Yea and speaking of that line. The breast line. I can see that has come up with both other crits and I definitely fall down more on Tyrannosaurus’ side than Dr Eckhart’s: Whether or not she had seen a full body pic of Grace before, the breast bit came across like a straight guy trying to write queer women. A little bit boobs being the first thing on her mind seeing someone, a little bit italicising fabulous, it all just ended up real jarring and kinda detracted from the rest of the piece, that with a bit of editing, would just be a real nice meeting story.

Like idk, maybe I am just not a boob woman but it’s like, we already have them, it’s not really the most stand out thing about someone else. Also when it came in the same week that Saucy Rodent’s story mentioned unsolicited tit comments in the most dudebro of contexts, it probably stood out more.

I don’t know if you’re a straight guy, and maybe you’re a queer woman that’s just super into breasts. That’s just how it read to me. If I have horribly maligned you then I invite you to fight me in a brawlsexual brawl.

Carl Killer Miller: Ring Bearer

The idea of people trying to come up with harebrained schemes to solve a dog-related problem sounds pretty fun on the surface but it didn’t land for me.

Style-wise, all of the paragraphs were really short and there wasn’t much variety in tone, pace, or action.

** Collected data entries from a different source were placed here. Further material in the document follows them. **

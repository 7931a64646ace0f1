//! Configuration loading and management.

use std::path::{Path, PathBuf};

use figment::Figment;
use figment::providers::{Env, Format, Serialized, Toml};
use serde::{Deserialize, Serialize};

/// Application configuration.
#[derive(Debug, Clone, Default, Serialize, Deserialize)]
pub struct Config {
    /// Pretty-print output as a JSON array instead of JSONL.
    pub pretty: bool,
}

impl Config {
    /// Loads configuration from default locations.
    #[expect(
        clippy::result_large_err,
        reason = "figment::Error is large but only returned at startup"
    )]
    pub fn load() -> Result<Self, figment::Error> {
        Self::load_from(None)
    }

    /// Loads configuration, optionally from a specific file.
    #[expect(
        clippy::result_large_err,
        reason = "figment::Error is large but only returned at startup"
    )]
    pub fn load_from(config_path: Option<&Path>) -> Result<Self, figment::Error> {
        let mut figment = Figment::from(Serialized::defaults(Self::default()));

        // Load from default config location
        if let Some(config_dir) = dirs_config_path() {
            figment = figment.merge(Toml::file(config_dir.join("config.toml")));
        }

        // Load from specified config file
        if let Some(path) = config_path {
            figment = figment.merge(Toml::file(path));
        }

        // Load from environment variables (BASAL_*)
        figment = figment.merge(Env::prefixed("BASAL_"));

        figment.extract()
    }
}

/// Returns the platform-specific config directory for basal.
fn dirs_config_path() -> Option<PathBuf> {
    dirs::config_dir().map(|p| p.join("basal"))
}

It was just a long conversation and I found it hard to focus on.

Content-wise, it feels like “doggie eats wedding rings but coughs them up in the end, all is well” should be a nice story, and there’s too much of a darker undertone in this for me to read it as actually nice or fun. The groom is wanting to get rid of or even put down (assuming I am reading the “uh, nice farm upstate” line correctly) his partner’s beloved dog? That’s pretty messed up. Kind of a big red flag as far as this guy as a partner goes. Is Aisha feeling pressured into marriage because she is pregnant?

There’s also no indication that the protagonists in the story or even the story itself recognises that this whole situation seems a bit messed up, so that undercurrent is just there, never dealt with. Also the dog coughing up the rings in the end doesn’t mean it won’t get sent away or whatever, since the whole story was just between the marrying couple’s friends and there’s no reason to assume anything would have changed with the overall situation.


Sebmojo: A Good Act of Contrition

I think this is well written as a story, but I couldn't see it fitting in as a wedding speech - too much of the content is internal, the only thing externally that happens is a bit of conversation. I don't know if you missed the prompt on purpose, or if we just have very different ideas of wedding material.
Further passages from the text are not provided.